--- Instructions to follow ---
Could you reproduce the lines below from the one with "fn fmt(&self, f: &mut" through the one with "assert!(err.is_invalid());"? Keep both ends and add nothing.

(Dataset excerpts)

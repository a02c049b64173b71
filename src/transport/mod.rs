//! HTTP transport layer for the Percipio client.
//!
//! The client assembles a [`TransportRequest`] and hands it to an
//! [`HttpTransport`]. The default implementation is [`ReqwestTransport`];
//! callers may supply their own.

mod interceptors;
mod reqwest_transport;

pub use interceptors::*;
pub use reqwest_transport::*;

use crate::errors::TransportResult;
use async_trait::async_trait;
use bytes::Bytes;
use chrono::{DateTime, Utc};
use http::{HeaderMap, Method, StatusCode};
use serde::de::DeserializeOwned;
use serde_json::{Map, Value};
use std::sync::Arc;
use std::time::{Duration, Instant};
use uuid::Uuid;

/// HTTP transport trait for sending assembled requests
#[async_trait]
pub trait HttpTransport: Send + Sync {
    /// Send a request and return the response
    async fn request(&self, request: TransportRequest) -> TransportResult<ResponseEnvelope>;

    /// Create a new transport instance sharing this one's connection pool.
    fn create(&self) -> Option<Arc<dyn HttpTransport>> {
        None
    }

    /// Interceptor registry, when the transport supports interceptors.
    fn interceptors(&self) -> Option<&Interceptors> {
        None
    }

    /// Capabilities this transport provides.
    fn capabilities(&self) -> TransportCapabilities {
        TransportCapabilities::request_only()
    }
}

/// Capabilities advertised by a transport
#[derive(Debug, Clone, Copy, PartialEq, Eq)]
pub struct TransportCapabilities {
    /// Can create sibling instances
    pub create: bool,
    /// Can send requests
    pub request: bool,
    /// Accepts request/response interceptors
    pub interceptors: bool,
}

impl TransportCapabilities {
    /// Every capability
    pub const fn full() -> Self {
        Self {
            create: true,
            request: true,
            interceptors: true,
        }
    }

    /// Sending requests only
    pub const fn request_only() -> Self {
        Self {
            create: false,
            request: true,
            interceptors: false,
        }
    }

    /// True when {create, request, interceptors} are all present
    pub fn is_complete(&self) -> bool {
        self.create && self.request && self.interceptors
    }

    /// Names of the missing capabilities
    pub fn missing(&self) -> Vec<&'static str> {
        let mut missing = Vec::new();
        if !self.create {
            missing.push("create");
        }
        if !self.request {
            missing.push("request");
        }
        if !self.interceptors {
            missing.push("interceptors");
        }
        missing
    }
}

/// Options forwarded verbatim to the transport
#[derive(Debug, Clone, Default, PartialEq)]
pub struct TransportOptions {
    /// Per-request timeout
    pub timeout: Option<Duration>,
    /// Correlation ID to use instead of a generated one
    pub correlation_id: Option<Uuid>,
    /// Reject non-2xx responses (transport default: true)
    pub error_for_status: Option<bool>,
    /// Transport-specific options the client does not interpret
    pub extensions: Map<String, Value>,
}

/// Wall-clock and monotonic stamps taken when a request is sent
#[derive(Debug, Clone, Copy)]
pub struct SentAt {
    /// Wall-clock send time
    pub wall: DateTime<Utc>,
    /// Monotonic send time
    pub instant: Instant,
}

impl SentAt {
    /// Stamp the current time
    pub fn now() -> Self {
        Self {
            wall: Utc::now(),
            instant: Instant::now(),
        }
    }
}

/// Transport-level request descriptor
#[derive(Debug, Clone)]
pub struct TransportRequest {
    /// HTTP method
    pub method: Method,
    /// Base URL of the API
    pub base_url: String,
    /// Resolved resource path
    pub url: String,
    /// Request headers
    pub headers: HeaderMap,
    /// Query parameters; `None` when there are none
    pub query: Option<Map<String, Value>>,
    /// JSON body; `None` when there is none
    pub body: Option<Value>,
    /// Passthrough options
    pub options: TransportOptions,
    /// Correlation ID for cross-log tracing
    pub correlation_id: Option<Uuid>,
    /// Set by the timing interceptor when the request is sent
    pub sent_at: Option<SentAt>,
}

impl TransportRequest {
    /// Create a request with no query, body or options
    pub fn new(method: Method, base_url: impl Into<String>, url: impl Into<String>) -> Self {
        Self {
            method,
            base_url: base_url.into(),
            url: url.into(),
            headers: HeaderMap::new(),
            query: None,
            body: None,
            options: TransportOptions::default(),
            correlation_id: None,
            sent_at: None,
        }
    }

    /// Join the base URL and the resource path
    pub fn full_url(&self) -> String {
        if self.base_url.is_empty() {
            return self.url.clone();
        }
        let base = self.base_url.trim_end_matches('/');
        let path = self.url.trim_start_matches('/');
        format!("{}/{}", base, path)
    }

    /// Flatten the query map into key/value pairs.
    ///
    /// Strings are sent as-is, arrays become repeated keys, objects are sent
    /// as JSON text.
    pub fn query_pairs(&self) -> Vec<(String, String)> {
        let mut pairs = Vec::new();
        if let Some(query) = &self.query {
            for (key, value) in query {
                match value {
                    Value::Null => {}
                    Value::Array(items) => {
                        for item in items.iter().filter(|v| !v.is_null()) {
                            pairs.push((key.clone(), scalar_to_string(item)));
                        }
                    }
                    other => pairs.push((key.clone(), scalar_to_string(other))),
                }
            }
        }
        pairs
    }
}

fn scalar_to_string(value: &Value) -> String {
    match value {
        Value::String(s) => s.clone(),
        other => other.to_string(),
    }
}

/// Timing metadata attached to a successful response
#[derive(Debug, Clone, Copy, PartialEq, Eq)]
pub struct Timings {
    /// When the request was sent
    pub sent: DateTime<Utc>,
    /// When the response was received
    pub received: DateTime<Utc>,
    /// Monotonic round-trip duration in milliseconds
    pub duration_ms: u64,
}

impl Timings {
    /// Round-trip duration
    pub fn duration(&self) -> Duration {
        Duration::from_millis(self.duration_ms)
    }
}

/// Transport response plus timing and correlation metadata
#[derive(Debug, Clone)]
pub struct ResponseEnvelope {
    /// HTTP status
    pub status: StatusCode,
    /// Response headers
    pub headers: HeaderMap,
    /// Raw response body
    pub body: Bytes,
    /// Final request URL
    pub url: String,
    /// Set by the timing interceptor
    pub timings: Option<Timings>,
    /// Set by the timing interceptor
    pub correlation_id: Option<Uuid>,
}

impl ResponseEnvelope {
    /// Create an envelope with no instrumentation attached
    pub fn new(status: StatusCode, headers: HeaderMap, body: impl Into<Bytes>, url: impl Into<String>) -> Self {
        Self {
            status,
            headers,
            body: body.into(),
            url: url.into(),
            timings: None,
            correlation_id: None,
        }
    }

    /// True for 2xx statuses
    pub fn is_success(&self) -> bool {
        self.status.is_success()
    }

    /// Deserialize the body as JSON
    pub fn json<T: DeserializeOwned>(&self) -> serde_json::Result<T> {
        serde_json::from_slice(&self.body)
    }

    /// Body as UTF-8 text, lossily decoded
    pub fn text(&self) -> String {
        String::from_utf8_lossy(&self.body).into_owned()
    }
}
//! Percipio client implementation.
//!
//! [`PercipioClient`] validates its configuration once at construction and
//! then serves requests through the [`RequestExecutor`] trait. Service
//! operation groups borrow the client and call the same trait.

mod headers;
mod placeholders;
mod request;

pub use request::RequestOptions;

use crate::config::validation::{
    validate_base_url, validate_bearer_token, validate_org_id, validate_transport,
};
use crate::config::ClientConfig;
use crate::errors::{ClientError, PercipioError, PercipioResult};
use crate::observability::{create_request_span, record_error, record_success, record_timings};
use crate::services::{
    CommonService, ContentDiscoveryService, ReportingService, UserManagementService,
};
use crate::transport::{HttpTransport, ReqwestTransport, ResponseEnvelope, TransportRequest};
use async_trait::async_trait;
use http::{HeaderMap, Method};
use std::collections::HashMap;
use std::sync::Arc;
use tracing::{debug, Instrument};
use uuid::Uuid;

/// Placeholder always resolved to the configured organization
pub const ORG_ID_PLACEHOLDER: &str = "orgId";

/// Sends requests to the Percipio API.
///
/// Every failure, including a missing method or an unresolved placeholder,
/// is returned from the future; nothing panics or fails before it is polled.
#[async_trait]
pub trait RequestExecutor: Send + Sync {
    /// Send a request described by `options`
    async fn send_request(&self, options: RequestOptions) -> PercipioResult<ResponseEnvelope>;

    /// Send a GET request
    async fn get(&self, options: RequestOptions) -> PercipioResult<ResponseEnvelope> {
        self.send_request(with_method(options, Method::GET)?).await
    }

    /// Send a PUT request
    async fn put(&self, options: RequestOptions) -> PercipioResult<ResponseEnvelope> {
        self.send_request(with_method(options, Method::PUT)?).await
    }

    /// Send a POST request
    async fn post(&self, options: RequestOptions) -> PercipioResult<ResponseEnvelope> {
        self.send_request(with_method(options, Method::POST)?).await
    }

    /// Send a PATCH request
    async fn patch(&self, options: RequestOptions) -> PercipioResult<ResponseEnvelope> {
        self.send_request(with_method(options, Method::PATCH)?).await
    }

    /// Send a DELETE request
    async fn delete(&self, options: RequestOptions) -> PercipioResult<ResponseEnvelope> {
        self.send_request(with_method(options, Method::DELETE)?).await
    }

    /// Send a HEAD request
    async fn head(&self, options: RequestOptions) -> PercipioResult<ResponseEnvelope> {
        self.send_request(with_method(options, Method::HEAD)?).await
    }

    /// Send an OPTIONS request
    async fn options(&self, options: RequestOptions) -> PercipioResult<ResponseEnvelope> {
        self.send_request(with_method(options, Method::OPTIONS)?).await
    }
}

fn with_method(mut options: RequestOptions, method: Method) -> Result<RequestOptions, ClientError> {
    match &options.method {
        Some(requested) if *requested != method => {
            Err(ClientError::invalid("method cannot be overridden"))
        }
        _ => {
            options.method = Some(method);
            Ok(options)
        }
    }
}

struct ClientInner {
    id: Uuid,
    base_url: String,
    org_id: String,
    placeholders: HashMap<String, String>,
    default_headers: HeaderMap,
    transport: Arc<dyn HttpTransport>,
}

/// Percipio API client
#[derive(Clone)]
pub struct PercipioClient {
    inner: Arc<ClientInner>,
}

impl PercipioClient {
    /// Create a new client, validating the configuration.
    ///
    /// Checks run in order and stop at the first failure: base URL,
    /// organization, bearer token, then the supplied transport.
    pub fn new(config: ClientConfig) -> Result<Self, ClientError> {
        validate_base_url(config.base_url.as_deref())?;
        validate_org_id(config.org_id.as_deref())?;
        let token = validate_bearer_token(config.expose_token())?;

        let transport: Arc<dyn HttpTransport> = match &config.transport {
            Some(transport) => {
                validate_transport(transport.as_ref())?;
                Arc::clone(transport)
            }
            None => {
                let transport = ReqwestTransport::with_timing(&config.transport_settings)
                    .map_err(|e| {
                        ClientError::generic("default transport could not be built").with_cause(e)
                    })?;
                Arc::new(transport)
            }
        };

        let default_headers = headers::default_headers(token)?;

        // validated above
        let base_url = config.base_url.clone().unwrap_or_default();
        let org_id = config.org_id.clone().unwrap_or_default();

        let mut placeholders = config.resource_placeholders.clone();
        placeholders.insert(ORG_ID_PLACEHOLDER.to_string(), org_id.clone());

        let id = Uuid::new_v4();
        debug!(client_id = %id, base_url = %base_url, org_id = %org_id, "Percipio client created");

        Ok(Self {
            inner: Arc::new(ClientInner {
                id,
                base_url,
                org_id,
                placeholders,
                default_headers,
                transport,
            }),
        })
    }

    /// Random identifier of this client instance
    pub fn id(&self) -> Uuid {
        self.inner.id
    }

    /// Configured base URL
    pub fn base_url(&self) -> &str {
        &self.inner.base_url
    }

    /// Configured organization UUID
    pub fn org_id(&self) -> &str {
        &self.inner.org_id
    }

    /// Placeholders resolved in every resource template, including `orgId`
    pub fn resource_placeholders(&self) -> &HashMap<String, String> {
        &self.inner.placeholders
    }

    /// Headers sent with every request
    pub fn default_headers(&self) -> &HeaderMap {
        &self.inner.default_headers
    }

    /// Transport used to send requests
    pub fn transport(&self) -> &Arc<dyn HttpTransport> {
        &self.inner.transport
    }

    /// Resolve the placeholders of a resource template.
    ///
    /// Configured placeholders win over `extra`, so `orgId` always resolves
    /// to the configured organization.
    pub fn build_path(
        &self,
        template: &str,
        extra: &HashMap<String, String>,
    ) -> Result<String, ClientError> {
        placeholders::resolve(template, &self.inner.placeholders, extra)
    }

    /// Merge caller headers over the default headers
    pub fn build_headers(&self, extra: &[(String, String)]) -> Result<HeaderMap, ClientError> {
        headers::merge(&self.inner.default_headers, extra)
    }

    /// Common services operations
    pub fn common_services(&self) -> CommonService<'_> {
        CommonService::new(self)
    }

    /// Content discovery operations
    pub fn content_discovery(&self) -> ContentDiscoveryService<'_> {
        ContentDiscoveryService::new(self)
    }

    /// Reporting operations
    pub fn reporting(&self) -> ReportingService<'_> {
        ReportingService::new(self)
    }

    /// User management operations
    pub fn user_management(&self) -> UserManagementService<'_> {
        UserManagementService::new(self)
    }

    fn assemble(&self, options: RequestOptions) -> Result<TransportRequest, ClientError> {
        let RequestOptions {
            method,
            resource,
            placeholders,
            query,
            body,
            headers,
            transport,
        } = options;

        let method = method
            .ok_or_else(|| ClientError::required("method is a required configuration property"))?;
        let resource = resource
            .filter(|r| !r.is_empty())
            .ok_or_else(|| ClientError::required("resource is a required configuration property"))?;

        let url = self.build_path(&resource, &placeholders)?;

        let mut request = TransportRequest::new(method, self.inner.base_url.as_str(), url);
        request.headers = self.build_headers(&headers)?;
        request.query = request::compact_query(query);
        request.body = request::compact_body(body);
        request.correlation_id = transport.correlation_id;
        request.options = transport;
        Ok(request)
    }
}

#[async_trait]
impl RequestExecutor for PercipioClient {
    async fn send_request(&self, options: RequestOptions) -> PercipioResult<ResponseEnvelope> {
        let request = self.assemble(options)?;

        debug!(
            method = %request.method,
            url = %request.url,
            has_query = request.query.is_some(),
            has_body = request.body.is_some(),
            "Dispatching request"
        );

        let span = create_request_span(&self.inner.id, request.method.as_str(), &request.url);
        let result = self
            .inner
            .transport
            .request(request)
            .instrument(span.clone())
            .await;

        match &result {
            Ok(response) => {
                record_success(&span, response.status.as_u16());
                record_timings(
                    &span,
                    response.correlation_id.as_ref(),
                    response.timings.map(|t| t.duration_ms),
                );
            }
            Err(e) => record_error(&span, &e.to_string()),
        }

        result.map_err(PercipioError::Transport)
    }
}

impl std::fmt::Debug for PercipioClient {
    fn fmt(&self, f: &mut std::fmt::Formatter<'_>) -> std::fmt::Result {
        f.debug_struct("PercipioClient")
            .field("id", &self.inner.id)
            .field("base_url", &self.inner.base_url)
            .field("org_id", &self.inner.org_id)
            .finish()
    }
}

#[cfg(test)]
mod tests {
    use super::*;

    #[test]
    fn test_with_method() {
        let options = with_method(RequestOptions::for_resource("/x"), Method::GET).unwrap();
        assert_eq!(options.method, Some(Method::GET));

        let same = RequestOptions::for_resource("/x").method(Method::GET);
        assert!(with_method(same, Method::GET).is_ok());

        let conflicting = RequestOptions::for_resource("/x").method(Method::POST);
        let err = with_method(conflicting, Method::GET).unwrap_err();
        assert!(err.is_invalid());
        assert_eq!(err.message(), "method cannot be overridden");
    }
}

(End Dataset excerpts)

--- Solution to this exercise ---
    fn fmt(&self, f: &mut std::fmt::Formatter<'_>) -> std::fmt::Result {
        f.debug_struct("PercipioClient")
            .field("id", &self.inner.id)
            .field("base_url", &self.inner.base_url)
            .field("org_id", &self.inner.org_id)
            .finish()
    }
}

#[cfg(test)]
mod tests {
    use super::*;

    #[test]
    fn test_with_method() {
        let options = with_method(RequestOptions::for_resource("/x"), Method::GET).unwrap();
        assert_eq!(options.method, Some(Method::GET));

        let same = RequestOptions::for_resource("/x").method(Method::GET);
        assert!(with_method(same, Method::GET).is_ok());

        let conflicting = RequestOptions::for_resource("/x").method(Method::POST);
        let err = with_method(conflicting, Method::GET).unwrap_err();
        assert!(err.is_invalid());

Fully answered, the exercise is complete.